Attended Jane Kenyon's opening the other day at Elliot Louis Gallery and was so happy to see her so radiant, healthy and happy. Her work has become remarkable, intense and thoughtful. You can view her work in the current issue of Fiberarts Magazine.

She has been playing with imagery using mineral surfaces and shattering. Also playing with images of rainy, graffiti covered walls.

Jane Kenyon is my personal mentor regarding work ethic. She is a powerhouse and even spends weeks mounting her work so that it pleases her. I think the way she creates a grid to mount the work equals the amount of work most people put into their most complex embroideries. The entire embroidery is made from thread she embroiders, no background cloth, no backing just stitches.

I was blown out of the water with her current work. The effort, the design, the colour! All beautiful.

I turned to talk to Penny Parry, an old political friend, who is now the Chair of the B.C. Craft Association and overheard Jane say that she owned one of my works and kept in her studio for inspiration. So thrilled to hear that.

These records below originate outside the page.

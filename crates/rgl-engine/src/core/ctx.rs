use winit::window::{Window, WindowId};

use crate::device::{Gpu, SurfaceErrorAction};
use crate::render::{RenderCtx, RenderTarget};
use crate::time::FrameTime;
use crate::window::RuntimeCtx;

use super::app::AppControl;

/// Per-window handles.
pub struct WindowCtx<'a> {
    pub id: WindowId,
    pub window: &'a Window,
}

impl WindowCtx<'_> {
    /// Drawable size in physical pixels.
    pub fn physical_size(&self) -> (u32, u32) {
        let size = self.window.inner_size();
        (size.width, size.height)
    }

    pub fn set_title(&self, title: &str) {
        self.window.set_title(title);
    }
}

/// Per-frame context passed to `core::App::on_frame`.
///
/// `'a` is the callback's borrow; `'w` is the window borrow carried by
/// `Gpu<'w>`.
pub struct FrameCtx<'a, 'w> {
    pub window: WindowCtx<'a>,
    pub gpu: &'a mut Gpu<'w>,
    pub time: FrameTime,
    pub runtime: &'a mut RuntimeCtx,
}

impl FrameCtx<'_, '_> {
    /// Acquires a frame, clears it to `clear`, runs `draw` and presents.
    ///
    /// Surface errors are mapped to skip/reconfigure/exit. An error from
    /// `draw` is logged and ends the application: the frame is still
    /// submitted so the surface stays consistent.
    pub fn render<F>(&mut self, clear: wgpu::Color, draw: F) -> AppControl
    where
        F: FnOnce(&RenderCtx<'_>, &mut RenderTarget<'_>) -> anyhow::Result<()>,
    {
        let mut frame = match self.gpu.begin_frame() {
            Ok(f) => f,
            Err(err) => {
                return match self.gpu.handle_surface_error(err) {
                    SurfaceErrorAction::Fatal => AppControl::Exit,
                    _ => AppControl::Continue,
                };
            }
        };

        // Clear pass, dropped before the encoder moves into submit().
        {
            let _rpass = frame.encoder.begin_render_pass(&wgpu::RenderPassDescriptor {
                label: Some("rgl clear"),
                color_attachments: &[Some(wgpu::RenderPassColorAttachment {
                    view: &frame.view,
                    resolve_target: None,
                    ops: wgpu::Operations {
                        load: wgpu::LoadOp::Clear(clear),
                        store: wgpu::StoreOp::Store,
                    },
                    depth_slice: None,
                })],
                depth_stencil_attachment: None,
                timestamp_writes: None,
                occlusion_query_set: None,
                multiview_mask: None,
            });
        }

        let size = self.gpu.size();
        let rctx = RenderCtx::new(
            self.gpu.device(),
            self.gpu.queue(),
            self.gpu.surface_format(),
            (size.width, size.height),
        );

        let result = {
            let mut target = RenderTarget::new(&mut frame.encoder, &frame.view);
            draw(&rctx, &mut target)
        };

        self.window.window.pre_present_notify();
        self.gpu.submit(frame);

        match result {
            Ok(()) => AppControl::Continue,
            Err(err) => {
                log::error!("frame {} failed: {err:#}", self.time.frame_index);
                AppControl::Exit
            }
        }
    }
}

There is a great video showing Jane and her process on the Elliot Louis Gallery website.
www.elliotlouis.com

Wednesday, November 17, 2010

Safety First

I write rather cavalierly about burning things but I don't do this really. I melt things. I do it with great caution because it is a dangerous and toxic way of making art. I am armed when I do it.
Tools need to be mastered . Safe environments need to be created.

The unpredictable end result is what the goal is. Erosion, destruction, malformation create the surfaces that are desirable for what I am trying to communicate. Life and challenge. Frailty. Survival. Extreme experience. But it is not a cigar but a picture of a cigar. To mangle a great quote.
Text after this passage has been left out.